## Required work
Return the lines below that contain the word "field".

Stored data
○ ○ ○ ○

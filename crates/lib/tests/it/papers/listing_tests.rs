use paperboard::papers::{PaperFilter, PaperForm};

use crate::helpers::*;

#[tokio::test]
async fn test_average_of_three_and_five_is_four() {
    let (instance, paper) = setup_paper().await;

    instance
        .add_post(&paper, "alice", post_form("ok", Some(3)))
        .await
        .unwrap();
    instance
        .add_post(&paper, "bob", post_form("good", Some(5)))
        .await
        .unwrap();
    instance
        .add_post(&paper, "carol", post_form("no score", None))
        .await
        .unwrap();

    let detail = instance.paper_detail(&paper, "alice").await.unwrap();
    assert_eq!(detail.average_score, 4.0);
    assert_eq!(detail.posts.len(), 3);
}

#[tokio::test]
async fn test_average_rounds_to_two_places() {
    let (instance, paper) = setup_paper().await;
    for score in [1, 1, 2] {
        instance
            .add_post(&paper, "alice", post_form("r", Some(score)))
            .await
            .unwrap();
    }

    let detail = instance.paper_detail(&paper, "alice").await.unwrap();
    assert_eq!(detail.average_score, 1.33);
}

#[tokio::test]
async fn test_listing_counts_posts_per_paper() {
    let instance = test_instance().await;
    let a = instance.add_paper("alice", paper_form("A")).await.unwrap();
    let b = instance.add_paper("bob", paper_form("B")).await.unwrap();
    instance
        .add_post(&a, "bob", post_form("x", Some(8)))
        .await
        .unwrap();
    instance
        .add_post(&a, "carol", post_form("y", Some(6)))
        .await
        .unwrap();

    let listing = instance.list_papers(&PaperFilter::All).await.unwrap();
    assert_eq!(listing.len(), 2);

    assert_eq!(listing[0].id, a);
    assert_eq!(listing[0].post_count, 2);
    assert_eq!(listing[0].average_score, 7.0);

    assert_eq!(listing[1].id, b);
    assert_eq!(listing[1].post_count, 0);
    assert_eq!(listing[1].average_score, 0.0);
}

#[tokio::test]
async fn test_authored_by_filter() {
    let instance = test_instance().await;
    let own = instance.add_paper("alice", paper_form("Own")).await.unwrap();
    let coauthored = instance
        .add_paper(
            "bob",
            PaperForm {
                authors: "alice".into(),
                ..paper_form("Co-authored")
            },
        )
        .await
        .unwrap();
    instance
        .add_paper("carol", paper_form("Unrelated"))
        .await
        .unwrap();

    let mine = instance
        .list_papers(&PaperFilter::AuthoredBy("alice".into()))
        .await
        .unwrap();
    let ids: Vec<_> = mine.into_iter().map(|s| s.id).collect();
    assert_eq!(ids, vec![own, coauthored]);
}
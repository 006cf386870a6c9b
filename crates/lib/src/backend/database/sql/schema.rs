//! SQL schema definitions.
//!
//! Every collection shares one `objects` table keyed by (collection, serial);
//! documents are stored as JSON text. Serial counters live in `serials` so
//! that deleting the newest record never frees its serial for reuse.

use crate::Result;
use crate::backend::errors::BackendError;

use super::{Sqlite, SqlxResultExt};

/// Current schema version.
///
/// Increment this when making schema changes that require migration.
pub const SCHEMA_VERSION: i64 = 1;

/// SQL statements to create the schema tables.
pub const CREATE_TABLES: &[&str] = &[
    "CREATE TABLE IF NOT EXISTS schema_version (
        version BIGINT PRIMARY KEY
    )",
    "CREATE TABLE IF NOT EXISTS serials (
        collection TEXT PRIMARY KEY NOT NULL,
        last_serial BIGINT NOT NULL
    )",
    "CREATE TABLE IF NOT EXISTS objects (
        collection TEXT NOT NULL,
        serial BIGINT NOT NULL,
        body TEXT NOT NULL,
        PRIMARY KEY (collection, serial)
    )",
];

/// Initialize the database schema.
///
/// Creates tables if they don't exist and records the schema version. A
/// database written by a newer schema version is refused.
pub async fn initialize(backend: &Sqlite) -> Result<()> {
    let pool = backend.pool();

    for statement in CREATE_TABLES {
        sqlx::query(statement)
            .execute(pool)
            .await
            .map_err(|e| BackendError::SqlxError {
                reason: format!("Schema creation failed: {e} - SQL: {statement}"),
                source: Some(e),
            })?;
    }

    let row: Option<(i64,)> = sqlx::query_as("SELECT version FROM schema_version")
        .fetch_optional(pool)
        .await
        .sql_context("Failed to check schema version")?;

    match row {
        None => {
            sqlx::query("INSERT INTO schema_version (version) VALUES (?)")
                .bind(SCHEMA_VERSION)
                .execute(pool)
                .await
                .sql_context("Failed to initialize schema version")?;
        }
        Some((version,)) if version > SCHEMA_VERSION => {
            return Err(BackendError::SqlxError {
                reason: format!(
                    "database schema version {version} is newer than supported version {SCHEMA_VERSION}"
                ),
                source: None,
            }
            .into());
        }
        Some(_) => {}
    }

    Ok(())
}
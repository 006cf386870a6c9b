//! Paperboard command line: the web server plus a few inspection commands.

use clap::Parser;

mod backend;
mod cli;
mod commands;
mod output;
mod session;
mod templates;

use cli::{Cli, Commands, ServeArgs};

#[tokio::main]
async fn main() -> Result<(), Box<dyn std::error::Error>> {
    let cli = Cli::parse();

    match cli.command {
        Some(Commands::Serve(args)) => commands::serve::run(&args).await,
        Some(Commands::Health(args)) => commands::health::run(&args).await,
        Some(Commands::Info(args)) => commands::info::run(&args).await,
        Some(Commands::Papers(args)) => commands::papers::run(&args).await,
        None => commands::serve::run(&ServeArgs::default()).await,
    }
}
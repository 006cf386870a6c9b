//! Records persisted by Paperboard.
//!
//! These are plain data structs; all behaviour lives in the services on
//! [`Instance`](crate::Instance).

use serde::{Deserialize, Serialize};

use crate::{Oid, constants, store::Record};

/// A registered account.
///
/// `username` is the login identity carried by sessions; `email` is what the
/// login form looks users up by. Both are unique.
#[derive(Debug, Clone, PartialEq, Eq, Serialize, Deserialize)]
pub struct User {
    pub username: String,
    pub email: String,
    /// Argon2id hash in PHC string format
    pub password_hash: String,
}

impl Record for User {
    fn collection() -> &'static str {
        constants::USERS
    }
}

/// A tracked paper.
#[derive(Debug, Clone, PartialEq, Eq, Serialize, Deserialize)]
pub struct Paper {
    pub title: String,
    pub summary: String,
    pub url: String,
    /// Publication date as `YYYY-MM-DD`
    pub publication_date: String,
    /// Co-author usernames
    pub authors: Vec<String>,
    /// Username of the user who added the paper
    pub owner: String,
}

impl Paper {
    /// Whether `username` added this paper or is listed as a co-author.
    pub fn is_author(&self, username: &str) -> bool {
        self.owner == username || self.authors.iter().any(|a| a == username)
    }

    /// Authors joined for display and form prefill.
    pub fn authors_display(&self) -> String {
        self.authors.join(", ")
    }
}

impl Record for Paper {
    fn collection() -> &'static str {
        constants::PAPERS
    }
}

/// A review post attached to a paper.
#[derive(Debug, Clone, PartialEq, Eq, Serialize, Deserialize)]
pub struct Post {
    pub content: String,
    /// Username of the author
    pub user_id: String,
    /// Raw OID of the reviewed paper
    pub paper_id: Oid,
    pub score: Option<u8>,
    /// Creation time in milliseconds since the Unix epoch
    pub timestamp: u64,
}

impl Record for Post {
    fn collection() -> &'static str {
        constants::POSTS
    }
}

/// Splits a comma separated author list, trimming blanks and duplicates.
pub fn parse_authors(input: &str) -> Vec<String> {
    let mut authors: Vec<String> = Vec::new();
    for name in input.split(',').map(str::trim).filter(|s| !s.is_empty()) {
        if !authors.iter().any(|a| a == name) {
            authors.push(name.to_string());
        }
    }
    authors
}
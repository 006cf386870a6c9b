use paperboard::Oid;

use crate::helpers::*;

#[tokio::test]
async fn test_allocate_is_per_collection() {
    let backend = test_backend().await;

    assert_eq!(backend.allocate("paper").await.unwrap(), 1);
    assert_eq!(backend.allocate("paper").await.unwrap(), 2);
    assert_eq!(backend.allocate("post").await.unwrap(), 1);
}

#[tokio::test]
async fn test_put_get_delete() {
    let backend = test_backend().await;
    let oid = Oid::new("paper", backend.allocate("paper").await.unwrap());

    assert!(backend.get(&oid).await.unwrap().is_none());
    backend.put(&oid, "{}".to_string()).await.unwrap();
    assert_eq!(backend.get(&oid).await.unwrap().as_deref(), Some("{}"));

    assert!(backend.delete(&oid).await.unwrap());
    assert!(!backend.delete(&oid).await.unwrap());
    assert!(backend.get(&oid).await.unwrap().is_none());
}

#[tokio::test]
async fn test_scan_returns_collection_in_serial_order() {
    let backend = test_backend().await;
    for serial in [3, 1, 2] {
        backend
            .put(&Oid::new("paper", serial), format!("{serial}"))
            .await
            .unwrap();
    }
    backend
        .put(&Oid::new("post", 1), "other".to_string())
        .await
        .unwrap();

    let scanned = backend.scan("paper").await.unwrap();
    let serials: Vec<u64> = scanned.iter().map(|(oid, _)| oid.serial()).collect();
    assert_eq!(serials, vec![1, 2, 3]);
    assert!(backend.scan("nothing").await.unwrap().is_empty());
}

#[tokio::test]
async fn test_explicit_put_advances_allocation() {
    let backend = test_backend().await;
    backend
        .put(&Oid::new("paper", 10), "{}".to_string())
        .await
        .unwrap();

    assert_eq!(backend.allocate("paper").await.unwrap(), 11);
}
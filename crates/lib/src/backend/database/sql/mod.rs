//! SQLite backend implementation for Paperboard storage.
//!
//! ## Architecture
//!
//! The backend uses a sqlx `SqlitePool`. The schema is defined in the
//! [`schema`] module and automatically initialized when connecting.

/// Schema definition.
pub mod schema;

use std::any::Any;

use async_trait::async_trait;
use sqlx::{
    Row,
    sqlite::{SqlitePool, SqlitePoolOptions},
};

use crate::{
    Oid, Result,
    backend::{Backend, errors::BackendError},
};

/// Extension trait for sqlx Result types to simplify error handling.
///
/// Similar to `anyhow::Context`, this trait adds a method to convert
/// sqlx errors to `BackendError::SqlxError` with a context message.
pub(crate) trait SqlxResultExt<T> {
    /// Convert sqlx error to BackendError with context message.
    fn sql_context(self, context: &str) -> Result<T>;
}

impl<T> SqlxResultExt<T> for std::result::Result<T, sqlx::Error> {
    fn sql_context(self, context: &str) -> Result<T> {
        self.map_err(|e| {
            BackendError::SqlxError {
                reason: format!("{context}: {e}"),
                source: Some(e),
            }
            .into()
        })
    }
}

/// SQLite-backed implementation of [`Backend`].
pub struct Sqlite {
    pool: SqlitePool,
}

impl Sqlite {
    /// Open a SQLite database at the given path.
    ///
    /// Creates the database file and schema if they don't exist.
    pub async fn open<P: AsRef<std::path::Path>>(path: P) -> Result<Self> {
        // mode=rwc: read-write-create (create file if it doesn't exist)
        let url = format!("sqlite:{}?mode=rwc", path.as_ref().display());
        let pool = SqlitePoolOptions::new()
            .max_connections(5)
            .connect(&url)
            .await
            .sql_context("Failed to connect to SQLite")?;

        // - journal_mode=WAL: Write-Ahead Logging for better concurrency
        // - synchronous=NORMAL: Balanced durability (safe with WAL)
        // - busy_timeout=5000: Wait up to 5s for locks before failing
        sqlx::query(
            "PRAGMA journal_mode = WAL;
             PRAGMA synchronous = NORMAL;
             PRAGMA busy_timeout = 5000;",
        )
        .execute(&pool)
        .await
        .sql_context("Failed to configure SQLite")?;

        Self::with_pool(pool).await
    }

    /// Create an in-memory SQLite database.
    ///
    /// The pool keeps exactly one connection alive for its whole lifetime,
    /// since an in-memory database disappears with its last connection.
    pub async fn in_memory() -> Result<Self> {
        let pool = SqlitePoolOptions::new()
            .max_connections(1)
            .min_connections(1)
            .idle_timeout(None)
            .max_lifetime(None)
            .connect("sqlite::memory:")
            .await
            .sql_context("Failed to open in-memory SQLite")?;
        Self::with_pool(pool).await
    }

    async fn with_pool(pool: SqlitePool) -> Result<Self> {
        let backend = Self { pool };
        schema::initialize(&backend).await?;
        Ok(backend)
    }

    /// Get a reference to the underlying pool.
    pub fn pool(&self) -> &SqlitePool {
        &self.pool
    }
}

fn to_sql_serial(oid: &Oid) -> i64 {
    i64::try_from(oid.serial()).unwrap_or(i64::MAX)
}

#[async_trait]
impl Backend for Sqlite {
    async fn allocate(&self, collection: &str) -> Result<u64> {
        let serial: i64 = sqlx::query_scalar(
            "INSERT INTO serials (collection, last_serial) VALUES (?, 1)
             ON CONFLICT(collection) DO UPDATE SET last_serial = last_serial + 1
             RETURNING last_serial",
        )
        .bind(collection)
        .fetch_one(&self.pool)
        .await
        .sql_context("Failed to allocate serial")?;

        u64::try_from(serial).map_err(|_| {
            BackendError::SerialOverflow {
                collection: collection.to_string(),
            }
            .into()
        })
    }

    async fn get(&self, oid: &Oid) -> Result<Option<String>> {
        sqlx::query_scalar::<_, String>("SELECT body FROM objects WHERE collection = ? AND serial = ?")
            .bind(oid.collection())
            .bind(to_sql_serial(oid))
            .fetch_optional(&self.pool)
            .await
            .sql_context("Failed to load object")
    }

    async fn put(&self, oid: &Oid, document: String) -> Result<()> {
        let serial = to_sql_serial(oid);
        sqlx::query(
            "INSERT INTO objects (collection, serial, body) VALUES (?, ?, ?)
             ON CONFLICT(collection, serial) DO UPDATE SET body = excluded.body",
        )
        .bind(oid.collection())
        .bind(serial)
        .bind(document)
        .execute(&self.pool)
        .await
        .sql_context("Failed to store object")?;

        // Keep the counter ahead of explicitly chosen serials
        sqlx::query(
            "INSERT INTO serials (collection, last_serial) VALUES (?, ?)
             ON CONFLICT(collection) DO UPDATE
             SET last_serial = MAX(last_serial, excluded.last_serial)",
        )
        .bind(oid.collection())
        .bind(serial)
        .execute(&self.pool)
        .await
        .sql_context("Failed to update serial counter")?;
        Ok(())
    }

    async fn delete(&self, oid: &Oid) -> Result<bool> {
        let result = sqlx::query("DELETE FROM objects WHERE collection = ? AND serial = ?")
            .bind(oid.collection())
            .bind(to_sql_serial(oid))
            .execute(&self.pool)
            .await
            .sql_context("Failed to delete object")?;
        Ok(result.rows_affected() > 0)
    }

    async fn scan(&self, collection: &str) -> Result<Vec<(Oid, String)>> {
        let rows = sqlx::query(
            "SELECT serial, body FROM objects WHERE collection = ? ORDER BY serial",
        )
        .bind(collection)
        .fetch_all(&self.pool)
        .await
        .sql_context("Failed to scan collection")?;

        rows.into_iter()
            .map(|row| {
                let serial: i64 = row.try_get("serial").sql_context("Bad serial column")?;
                let body: String = row.try_get("body").sql_context("Bad body column")?;
                Ok((Oid::new(collection, serial as u64), body))
            })
            .collect()
    }

    fn as_any(&self) -> &dyn Any {
        self
    }
}
use super::{PaperError, PostForm};
use crate::{Instance, Oid, Result, models::Post};

fn post_not_found(id: &Oid) -> crate::Error {
    PaperError::PostNotFound { id: id.to_string() }.into()
}

impl Instance {
    /// Load a post, mapping every kind of miss to `PaperError::PostNotFound`.
    pub async fn get_post(&self, id: &Oid) -> Result<Post> {
        match self.posts().load(id).await {
            Ok(Some(post)) => Ok(post),
            Ok(None) => Err(post_not_found(id)),
            Err(e) if e.is_not_found() => Err(post_not_found(id)),
            Err(e) => Err(e),
        }
    }

    /// Posts on a paper, oldest first.
    pub async fn posts_for(&self, paper: &Oid) -> Result<Vec<(Oid, Post)>> {
        self.posts().search(|p| &p.paper_id == paper).await
    }

    /// Attach a new post by `author` to an existing paper.
    pub async fn add_post(&self, paper: &Oid, author: &str, form: PostForm) -> Result<Oid> {
        self.get_paper(paper).await?;

        let post = Post {
            content: form.content()?,
            user_id: author.to_string(),
            paper_id: paper.clone(),
            score: form.score()?,
            timestamp: self.clock().now_millis(),
        };
        let id = self.posts().insert(post).await?;
        tracing::info!(%id, %paper, author, "Added post");
        Ok(id)
    }

    /// Replace a post's content, and its score when the form carries a score
    /// field. Only the author may edit.
    ///
    /// Returns the parent paper's id.
    pub async fn edit_post(&self, id: &Oid, editor: &str, form: PostForm) -> Result<Oid> {
        let mut post = self.get_post(id).await?;
        if post.user_id != editor {
            return Err(PaperError::NotAuthor {
                username: editor.to_string(),
                post: id.to_string(),
            }
            .into());
        }

        post.content = form.content()?;
        if form.score.is_some() {
            post.score = form.score()?;
        }
        let paper = post.paper_id.clone();
        self.posts().set(id, post).await?;
        tracing::info!(%id, editor, "Edited post");
        Ok(paper)
    }

    /// Delete a post. Only the author may delete.
    ///
    /// Returns the parent paper's id.
    pub async fn delete_post(&self, id: &Oid, actor: &str) -> Result<Oid> {
        let post = self.get_post(id).await?;
        if post.user_id != actor {
            return Err(PaperError::NotAuthor {
                username: actor.to_string(),
                post: id.to_string(),
            }
            .into());
        }

        if !self.posts().delete(id).await? {
            return Err(post_not_found(id));
        }
        tracing::info!(%id, actor, "Deleted post");
        Ok(post.paper_id)
    }
}
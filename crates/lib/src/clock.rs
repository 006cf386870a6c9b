//! Time provider abstraction
//!
//! This module provides a [`Clock`] trait that abstracts over time sources,
//! allowing production code to use real system time while tests can use
//! controllable mock time.
//!
//! # Example
//!
//! ```
//! use paperboard::{Clock, SystemClock};
//!
//! let clock = SystemClock;
//! let millis = clock.now_millis();
//! assert!(millis > 0);
//! ```

use std::fmt::Debug;
use std::time::{SystemTime, UNIX_EPOCH};

#[cfg(any(test, feature = "testing"))]
use std::sync::Mutex;

/// A time provider for getting current timestamps.
pub trait Clock: Send + Sync + Debug {
    /// Returns the current time as milliseconds since Unix epoch.
    fn now_millis(&self) -> u64;
}

/// Production clock using real system time.
#[derive(Debug, Clone, Copy, Default)]
pub struct SystemClock;

impl Clock for SystemClock {
    fn now_millis(&self) -> u64 {
        SystemTime::now()
            .duration_since(UNIX_EPOCH)
            .map(|d| d.as_millis() as u64)
            .unwrap_or(0)
    }
}

/// Format a millisecond timestamp as `YYYY-MM-DD HH:MM` in UTC.
///
/// Out-of-range values fall back to the Unix epoch.
pub fn format_millis(millis: u64) -> String {
    chrono::DateTime::from_timestamp_millis(millis as i64)
        .unwrap_or_default()
        .format("%Y-%m-%d %H:%M")
        .to_string()
}

/// Test clock with auto-advancing time.
///
/// Every `now_millis()` call returns the current value and then advances by
/// one millisecond, so records created back to back get distinct, ordered
/// timestamps.
///
/// ```
/// use paperboard::{Clock, FixedClock};
///
/// let clock = FixedClock::new(1000);
/// let t1 = clock.now_millis();
/// let t2 = clock.now_millis();
/// assert!(t2 > t1);
/// ```
#[cfg(any(test, feature = "testing"))]
pub struct FixedClock {
    millis: Mutex<u64>,
}

#[cfg(any(test, feature = "testing"))]
impl FixedClock {
    /// Create a new fixed clock with the given initial time in milliseconds.
    pub fn new(millis: u64) -> Self {
        Self {
            millis: Mutex::new(millis),
        }
    }

    /// Advance the clock by the given number of milliseconds.
    pub fn advance(&self, ms: u64) {
        *self.millis.lock().unwrap() += ms;
    }

    /// Set the clock to a specific time in milliseconds.
    pub fn set(&self, ms: u64) {
        *self.millis.lock().unwrap() = ms;
    }

    /// Get the current time without advancing.
    pub fn get(&self) -> u64 {
        *self.millis.lock().unwrap()
    }
}

#[cfg(any(test, feature = "testing"))]
impl Clock for FixedClock {
    fn now_millis(&self) -> u64 {
        let mut millis = self.millis.lock().unwrap();
        let t = *millis;
        *millis += 1;
        t
    }
}

#[cfg(any(test, feature = "testing"))]
impl Default for FixedClock {
    fn default() -> Self {
        // 2024-01-01 00:00:00 UTC
        Self::new(1704067200000)
    }
}

#[cfg(any(test, feature = "testing"))]
impl Debug for FixedClock {
    fn fmt(&self, f: &mut std::fmt::Formatter<'_>) -> std::fmt::Result {
        f.debug_struct("FixedClock")
            .field("millis", &self.get())
            .finish()
    }
}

○ ○ ○ ○

## Solution to the exercise
    /// field. Only the author may edit.
            .field("millis", &self.get())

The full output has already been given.